3.3.3. Description of Key

The key signal is a predefined 8-bit binary signal, which is stored in the memory of Enable logic block. This key signal acts as a gateway for SGM. In order to activate SGM, this Key signal is to be fed to Enable logic. While integrating the watermark with IP core, the owner can design the specific Owner’s Key signal and store it in the memory of the watermark, which is utilized later for verification.

3.3.4. Description of Owner’s Key

After the activation stage is cleared, the Owner’s Key input pattern signal is to be fed to SGM for validation. After validation of the input pattern signal, a unique signature is generated from SGM. As can be seen in Figure 4, the input pattern signal is the unique pattern made up of data streams and clock delays. In Figure 4, data streams are represented as colored blocks, and the clock delays are represented as white colored blocks, and they are arranged alternately.
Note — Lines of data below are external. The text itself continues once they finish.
pub mod event;
pub mod incremental;

use std::path::{Path, PathBuf};
use std::time::Duration;

use notify::RecursiveMode;
use notify_debouncer_mini::{DebounceEventResult, new_debouncer};
use tokio::sync::mpsc as tokio_mpsc;
use tokio::task::JoinHandle;
use tracing::{debug, warn};

use crate::config::CodeContextConfig;
use crate::walker::{has_source_extension, is_excluded_by_config, is_ignored_path};

use event::WatchEvent;

/// Handle to a running watcher. Keeps the debouncer alive (dropping stops watching).
pub struct WatcherHandle {
    /// Keep alive: dropping the debouncer stops the OS watcher.
    _debouncer: notify_debouncer_mini::Debouncer<notify::RecommendedWatcher>,
    /// The bridge task forwarding events from std channel to tokio channel.
    _bridge_task: JoinHandle<()>,
}

impl WatcherHandle {
    /// Stop delivering events. Events already forwarded stay in the receiver.
    pub fn stop(self) {
        drop(self);
    }
}

/// Start a debounced file watcher on `watch_root`.
///
/// Returns a `WatcherHandle` (must be kept alive) and a tokio mpsc receiver
/// that yields classified `WatchEvent`s.
///
/// Must be called from within a tokio runtime.
pub fn start_watcher(
    watch_root: &Path,
    config: &CodeContextConfig,
) -> anyhow::Result<(WatcherHandle, tokio_mpsc::Receiver<WatchEvent>)> {
    let (std_tx, std_rx) = std::sync::mpsc::channel::<DebounceEventResult>();

    let mut debouncer = new_debouncer(
        Duration::from_millis(config.watch.debounce_ms),
        move |res| {
            let _ = std_tx.send(res);
        },
    )?;
    debouncer
        .watcher()
        .watch(watch_root, RecursiveMode::Recursive)?;

    let (tokio_tx, tokio_rx) = tokio_mpsc::channel::<WatchEvent>(256);

    // Bridge: spawn_blocking to receive from std channel, classify, forward to tokio
    let root = watch_root.to_path_buf();
    let config = config.clone();
    let bridge_task = tokio::task::spawn_blocking(move || {
        while let Ok(result) = std_rx.recv() {
            match result {
                Ok(events) => {
                    for debounced_event in events {
                        let path = debounced_event.path;
                        if let Some(watch_event) = classify_event(&path, &root, &config) {
                            debug!(?watch_event, "forwarding");
                            if tokio_tx.blocking_send(watch_event).is_err() {
                                return; // receiver dropped, shutdown
                            }
                        }
                    }
                }
                Err(err) => {
                    warn!("watcher error: {err:?}");
                }
            }
        }
    });

    Ok((
        WatcherHandle {
            _debouncer: debouncer,
            _bridge_task: bridge_task,
        },
        tokio_rx,
    ))
}

/// Classify a filesystem event path into a WatchEvent, or None if it should be ignored.
///
/// Filtering order:
/// 1. Ignored directories and dotfiles below the root
/// 2. `exclude` globs from config
/// 3. Source extension filter
/// 4. File existence check (Changed vs Removed)
pub fn classify_event(
    path: &Path,
    project_root: &Path,
    config: &CodeContextConfig,
) -> Option<WatchEvent> {
    if is_ignored_path(path, project_root) || is_excluded_by_config(path, config) {
        return None;
    }

    if !has_source_extension(path) {
        return None;
    }

    // notify-debouncer-mini doesn't distinguish create from modify; both reindex.
    let path: PathBuf = path.to_path_buf();
    if path.is_file() {
        Some(WatchEvent::Changed(path))
    } else if path.exists() {
        // A directory named like a source file.
        None
    } else {
        Some(WatchEvent::Removed(path))
    }
}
In a similar way, the signature pattern of the owner is also designed as a unique pattern made up of data streams and clock delays. Both owner’s key and owner’s signature pattern are owner configurable at the design stage of watermark insertion, and the length of data streams and clock delays is also user/owner configurable. The data streams can be configured in multiple bits, and clock delay can be configured in multiple system clock ticks.

3.3.5. Flowchart

In Figure 5, the mechanism of the Owner’s Signature generation is explained using a flowchart. As discussed earlier, the proposed mechanism consists of two stages, activation stage and validation stage, which are highlighted in green and blue colors, respectively. The step-by-step description of the flowchart is summarized in the form of the algorithm as follows.

3.3.6. Algorithm

(1)Input Key signal is accepted(2)Activation stage sets/enables the entire SGM via select lines of DEMUX and MUX upon successful verification of “Key” input signal(3)For validation stage, SGM accepts input pattern signal “Owner’s Key” (alternate data streams and clock delay sequences) for verification, and this performs comparison in synchronization with system clock(4)The data streams from input pattern signal are validated by signature check block(5)Simultaneously, the time-scale verification block validates the clock delays between two data streams of input pattern signal in synchronization with system clock(6)Upon simultaneous and successful validation of input pattern, by signature check block and time-scale verification block, both blocks will generate “1”(7)These two outputs are AND together which triggers the signature generation block to generate output(8)Signature generation block will generate a predefined owner’s signature which is stored in the memory as a signature of owner and formulated as clock ticks delay in between output signal

The algorithm explains step-by-step concise execution of whole SGM. The major secrecy is provided by the input pattern signal which is a combination of data streams and clock delays. To enhance the security, it is important to design Key pattern and input signal pattern trickily.

4. Result and Discussion

4.1. Tool Flow

The open-source tools are used to implement the present watermark technique. The benchmark circuits referred to for watermarking are in high-level synthesis (HLS) format. To convert HLS into Verilog file format, Bambu Panda tool is used. The proposed watermark is implemented in Verilog. These watermark-embedded circuits are then converted to RTL format using RTL YOSYS tool. Furthermore, to convert RTL into GDSII design, OPENROAD tool with FreePDK45 (45 nm library) is used.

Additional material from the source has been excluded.